Un beau précipice léché par les flammes  
qui nous embrasent d’amour en son miroir  
au jardin paresseux, portrait de l’âme,  
qui cristallise nos soupirs, brise du soir.

Un grand étonnement nous fait asseoir  
ci-bas au milieu des statues de marbre,  
par où passe toute la volupté des arbres  
en leur terrien ancrage face à la ligne bleue,  
si régulière qu’elle se joue finement d’eux.

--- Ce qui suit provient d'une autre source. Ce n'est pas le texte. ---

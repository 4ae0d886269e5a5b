// This Source Code Form is subject to the terms of the Mozilla Public
// License, v. 2.0. If a copy of the MPL was not distributed with this
// file, You can obtain one at https://mozilla.org/MPL/2.0/.

use std::io;
use std::path::PathBuf;

use thiserror::Error;

/// Errors that can surface while locating and opening the multi-touch device.
#[derive(Debug, Error)]
pub enum DeviceError {
    #[error("no suitable multi-touch device found under {root}")]
    NoSuitableDevice { root: PathBuf },

    #[error("{path}: not a supported touch device")]
    NotSupported { path: PathBuf },

    #[error("unable to scan {root}: {source}")]
    ScanFailed { root: PathBuf, source: io::Error },
}

/// Errors that can surface while standing up the client-facing transport.
#[derive(Debug, Error)]
pub enum TransportError {
    #[error("failed to bind socket {name:?}: {source}")]
    BindFailed { name: String, source: io::Error },

    #[error("failed to open script file {path}: {source}")]
    FileOpenFailed { path: PathBuf, source: io::Error },

    #[error("accept failed: {0}")]
    AcceptFailed(io::Error),

    #[error("proxy connect to {addr} failed: {source}")]
    ProxyConnectFailed { addr: String, source: io::Error },

    #[error("command session ended with an error: {0}")]
    SessionFailed(io::Error),
}

/// Top-level error type, matched once in `main` to select an exit code.
#[derive(Debug, Error)]
pub enum Error {
    #[error(transparent)]
    Device(#[from] DeviceError),

    #[error(transparent)]
    Transport(#[from] TransportError),
}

Nos souffles clairs se mêlent à en perdre haleine,  
à grands expirs chauds dans le froid  
où se déplient les frimas de la plaine,  
en des brumes océanes qui rouillent les croix.

Nos étoiles apprennent à bien vivre  
sous l’acier des eaux figées de givre  
au travers de nos pas lents et glacés,  
si clairs, dans ces hautes sphères pulvérisés
vers l’infini qui les font se neiger :
c’est de nos énergies l’immobilité.

Mais c’est aussi de nos chakras hantés  
en ces chemins escarpés des hautes terres  
qui les mènent vers l’épure sans misère  
d’une bonne union qu’inaugure notre éternité.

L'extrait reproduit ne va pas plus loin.